# Material shown

------------------------------------------------

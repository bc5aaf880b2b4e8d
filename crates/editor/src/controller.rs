use crate::address::AddressSync;
use crate::batch::{generate_and_create, BatchLimiter, BatchProgress};
use crate::clipboard::{ClipboardRecord, ClipboardStore};
use crate::config::EditorConfig;
use crate::edit_tracker::{EditKey, EditTracker, Gate, PendingIntent};
use crate::error::{EditorError, Result};
use crate::events::{EditorCommand, EditorEvent};
use crate::navigation::{Navigation, RuleRow, Selection, TreeNode};
use crate::reorder::{can_reorder, move_item, OptimisticEdit};
use crate::suggestions::{
    normalize_correspondences, AcceptedSuggestion, SuggestionEngine, SuggestionQuery,
    SuggestionSet,
};
use mapping_protocol::{
    CandidateKind, CopyRuleRequest, GenerateRulesRequest, MappingRule, RuleKind,
};
use mapping_service::{
    check_path_expression, check_uri_pattern, LabelField, ObjectRuleForm, PatternChange,
    RuleService, VocabularyLabelCache, ValueRuleForm,
};
use mapping_tree::{reassign_ids, Breadcrumb, RuleTree};
use serde_json::Value;
use std::sync::Arc;
use tokio::sync::{broadcast, mpsc};

const EVENT_CAPACITY: usize = 256;

/// Spinner state of the container view.
#[derive(Debug, Clone, Copy, PartialEq, Eq)]
pub enum LoadState {
    Idle,
    /// No tree shown yet; the view is blocked.
    Blocking,
    /// A stale tree stays interactive while this fetch runs.
    Background,
}

/// Identifies one tree fetch. Results of outdated tickets are dropped.
#[derive(Debug, Clone, Copy, PartialEq, Eq)]
pub struct LoadTicket {
    epoch: u64,
}

/// Owner of all editor state; the only place that mutates it.
pub struct EditorController {
    service: Arc<dyn RuleService>,
    config: EditorConfig,
    clipboard: Arc<dyn ClipboardStore>,
    labels: VocabularyLabelCache,
    suggestions: SuggestionEngine,
    limiter: BatchLimiter,
    events: broadcast::Sender<EditorEvent>,

    tree: Option<RuleTree>,
    navigation: Navigation,
    tracker: EditTracker,
    address: AddressSync,
    suggestions_open: bool,
    load_epoch: u64,
    load_state: LoadState,
    open_row_on_load: bool,
    just_pasted: Option<String>,
    banner: Option<String>,
}
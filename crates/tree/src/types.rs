use mapping_protocol::{MappingRule, RuleKind};
use serde::{Deserialize, Serialize};

/// One step from a container to a child rule.
#[derive(Debug, Clone, Copy, PartialEq, Eq, Hash)]
pub enum PathStep {
    /// The nested URI rule of a container.
    UriRule,
    /// Index into the container's property rules.
    Property(usize),
}

/// Arena entry of one rule
#[derive(Debug, Clone, PartialEq, Eq)]
pub struct RuleNode {
    pub id: String,
    pub kind: RuleKind,

    /// Enclosing container; `None` only for the root
    pub parent: Option<String>,

    /// Id of the nested URI rule (containers only)
    pub uri_rule: Option<String>,

    /// Ids of the property rules in display order (containers only)
    pub property_rules: Vec<String>,

    /// Position of the rule inside the nested tree
    pub path: Vec<PathStep>,
}

/// Ancestor entry from the root down to (excluding) a rule.
#[derive(Debug, Clone, PartialEq, Eq, Serialize, Deserialize)]
#[serde(rename_all = "camelCase")]
pub struct Breadcrumb {
    pub id: String,
    /// First target type of the ancestor
    #[serde(default, skip_serializing_if = "Option::is_none")]
    pub type_uri: Option<String>,
    /// Target property of the ancestor; absent for the root
    #[serde(default, skip_serializing_if = "Option::is_none")]
    pub target_property: Option<String>,
}

impl Breadcrumb {
    pub fn of(rule: &MappingRule) -> Self {
        Self {
            id: rule.id().to_string(),
            type_uri: rule.type_uri().map(str::to_string),
            target_property: rule.mapping_target().map(|t| t.uri.clone()),
        }
    }
}

/// Result of [`RuleTree::find_rule`](crate::RuleTree::find_rule).
#[derive(Debug, Clone, PartialEq)]
pub struct RuleLookup<'a> {
    pub rule: &'a MappingRule,
    pub breadcrumbs: Vec<Breadcrumb>,
    /// False when the id was unknown and the whole tree was returned.
    pub found: bool,
}
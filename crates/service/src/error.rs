use mapping_protocol::ErrorBody;
use mapping_tree::TreeError;
use thiserror::Error;

pub type Result<T> = std::result::Result<T, ServiceError>;

#[derive(Error, Debug, Clone)]
pub enum ServiceError {
    /// The request never produced a response.
    #[error("Network error: {0}")]
    Network(String),

    /// Non-2xx response with the structured error body.
    #[error("Service error ({status}): {body}")]
    Service { status: u16, body: ErrorBody },

    #[error("Decode error: {0}")]
    Decode(String),

    #[error("Validation error: {0}")]
    Validation(String),

    #[error("IO error: {0}")]
    Io(String),
}

impl ServiceError {
    pub fn service(status: u16, title: impl Into<String>, detail: impl Into<String>) -> Self {
        ServiceError::Service {
            status,
            body: ErrorBody::new(title, detail),
        }
    }

    pub fn status(&self) -> Option<u16> {
        match self {
            ServiceError::Service { status, .. } => Some(*status),
            _ => None,
        }
    }

    /// 404 whose body says nothing more than "Not Found".
    pub fn is_plain_not_found(&self) -> bool {
        matches!(self, ServiceError::Service { status: 404, body } if body.is_not_found())
    }
}

impl From<serde_json::Error> for ServiceError {
    fn from(err: serde_json::Error) -> Self {
        ServiceError::Decode(err.to_string())
    }
}

impl From<std::io::Error> for ServiceError {
    fn from(err: std::io::Error) -> Self {
        ServiceError::Io(err.to_string())
    }
}

impl From<reqwest::Error> for ServiceError {
    fn from(err: reqwest::Error) -> Self {
        if err.is_decode() {
            ServiceError::Decode(err.to_string())
        } else {
            ServiceError::Network(err.to_string())
        }
    }
}

/// Tree errors of the in-memory backend surface the way the HTTP service
/// reports them.
impl From<TreeError> for ServiceError {
    fn from(err: TreeError) -> Self {
        let status = match err {
            TreeError::RuleNotFound(_) => 404,
            _ => 400,
        };
        let title = if status == 404 { "Not Found" } else { "Bad Request" };
        ServiceError::service(status, title, err.to_string())
    }
}
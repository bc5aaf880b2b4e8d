use crate::config::MAX_BATCH_CONCURRENCY;
use crate::error::{BatchFailure, EditorError, Result};
use mapping_protocol::{GenerateRulesRequest, MappingRule};
use mapping_service::{RuleService, ServiceError};
use serde::Serialize;
use serde_json::Value;
use std::sync::atomic::{AtomicUsize, Ordering};
use std::sync::Arc;
use tokio::sync::{OwnedSemaphorePermit, Semaphore};
use tokio::task::JoinSet;

#[derive(Debug, Clone, Copy, PartialEq, Eq)]
pub struct BatchConcurrencySnapshot {
    pub limit: usize,
    pub in_flight: usize,
    pub waiters: usize,
}

#[derive(Debug, Default)]
struct Counters {
    in_flight: AtomicUsize,
    waiters: AtomicUsize,
    peak: AtomicUsize,
}

/// Caps the number of create requests a batch keeps in flight.
#[derive(Debug, Clone)]
pub struct BatchLimiter {
    limit: usize,
    semaphore: Arc<Semaphore>,
    counters: Arc<Counters>,
}

struct CreatePermit {
    #[allow(dead_code)]
    permit: OwnedSemaphorePermit,
    counters: Arc<Counters>,
}

impl Drop for CreatePermit {
    fn drop(&mut self) {
        self.counters.in_flight.fetch_sub(1, Ordering::Relaxed);
    }
}

struct WaiterGuard(Arc<Counters>);

impl WaiterGuard {
    fn new(counters: &Arc<Counters>) -> Self {
        counters.waiters.fetch_add(1, Ordering::Relaxed);
        Self(counters.clone())
    }
}

impl Drop for WaiterGuard {
    fn drop(&mut self) {
        self.0.waiters.fetch_sub(1, Ordering::Relaxed);
    }
}

impl BatchLimiter {
    pub fn new(limit: usize) -> Self {
        let limit = limit.clamp(1, MAX_BATCH_CONCURRENCY);
        Self {
            limit,
            semaphore: Arc::new(Semaphore::new(limit)),
            counters: Arc::new(Counters::default()),
        }
    }

    pub fn snapshot(&self) -> BatchConcurrencySnapshot {
        BatchConcurrencySnapshot {
            limit: self.limit,
            in_flight: self.counters.in_flight.load(Ordering::Relaxed),
            waiters: self.counters.waiters.load(Ordering::Relaxed),
        }
    }

    /// Highest in-flight count seen since the limiter was created.
    pub fn peak_in_flight(&self) -> usize {
        self.counters.peak.load(Ordering::Relaxed)
    }

    async fn acquire(&self) -> Result<CreatePermit> {
        let waiter = WaiterGuard::new(&self.counters);
        let permit = self
            .semaphore
            .clone()
            .acquire_owned()
            .await
            .map_err(|_| EditorError::Closed)?;
        drop(waiter);
        let now = self.counters.in_flight.fetch_add(1, Ordering::Relaxed) + 1;
        self.counters.peak.fetch_max(now, Ordering::Relaxed);
        Ok(CreatePermit {
            permit,
            counters: self.counters.clone(),
        })
    }
}

/// Progress of a running batch, fired after every finished create request.
#[derive(Debug, Clone, PartialEq, Eq, Serialize)]
#[serde(rename_all = "camelCase")]
pub struct BatchProgress {
    pub count: usize,
    pub total: usize,
    pub percent: u8,
    pub last_message: String,
}

impl BatchProgress {
    pub fn new(count: usize, total: usize) -> Self {
        let percent = if total == 0 {
            100
        } else {
            ((count as f64 / total as f64) * 100.0).round() as u8
        };
        Self {
            count,
            total,
            percent,
            last_message: format!("Saved {count} of {total} rules."),
        }
    }
}

/// Appends every payload to `parent_id`, at most `limiter`'s limit at a time.
///
/// A failed item does not stop the others, whatever property it targets.
/// Created rules are kept even when the batch as a whole fails.
pub async fn create_rules(
    service: Arc<dyn RuleService>,
    parent_id: &str,
    payloads: Vec<Value>,
    limiter: &BatchLimiter,
    mut on_progress: impl FnMut(BatchProgress),
) -> Result<Vec<MappingRule>> {
    let total = payloads.len();
    log::info!("Creating {total} rules below {parent_id}");

    let mut tasks = JoinSet::new();
    for payload in payloads {
        let service = service.clone();
        let limiter = limiter.clone();
        let parent_id = parent_id.to_string();
        tasks.spawn(async move {
            let outcome = match limiter.acquire().await {
                Ok(_permit) => service
                    .append_rule(&parent_id, &payload)
                    .await
                    .map_err(EditorError::from),
                Err(err) => Err(err),
            };
            (payload, outcome)
        });
    }

    let mut created = Vec::with_capacity(total);
    let mut failures = Vec::new();
    let mut count = 0;
    while let Some(joined) = tasks.join_next().await {
        count += 1;
        match joined {
            Ok((_, Ok(rule))) => created.push(rule),
            Ok((rule, Err(EditorError::Service(error)))) => {
                log::warn!("Rule creation failed: {error}");
                failures.push(BatchFailure { rule, error });
            }
            Ok((rule, Err(other))) => {
                log::warn!("Rule creation failed: {other}");
                failures.push(BatchFailure {
                    rule,
                    error: ServiceError::Network(other.to_string()),
                });
            }
            Err(join_err) => {
                log::warn!("Rule creation task died: {join_err}");
                failures.push(BatchFailure {
                    rule: Value::Null,
                    error: ServiceError::Network(join_err.to_string()),
                });
            }
        }
        let progress = BatchProgress::new(count, total);
        log::debug!("{} ({}%)", progress.last_message, progress.percent);
        on_progress(progress);
    }

    if failures.is_empty() {
        Ok(created)
    } else {
        log::warn!("{} of {total} rules could not be created", failures.len());
        Err(EditorError::PartialBatchFailure { failures })
    }
}

/// Asks the service to generate rules for `request`, then creates them.
pub async fn generate_and_create(
    service: Arc<dyn RuleService>,
    parent_id: &str,
    request: &GenerateRulesRequest,
    limiter: &BatchLimiter,
    on_progress: impl FnMut(BatchProgress),
) -> Result<Vec<MappingRule>> {
    if request.correspondences.is_empty() {
        return Ok(Vec::new());
    }
    let payloads = service.generate_rules(parent_id, request).await?;
    create_rules(service, parent_id, payloads, limiter, on_progress).await
}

------------------------------------------------

# Prompt
In the records above, locate each line with the word "title". Copy all such lines.

# Output
    pub fn service(status: u16, title: impl Into<String>, detail: impl Into<String>) -> Self {
            body: ErrorBody::new(title, detail),
        let title = if status == 404 { "Not Found" } else { "Bad Request" };
        ServiceError::service(status, title, err.to_string())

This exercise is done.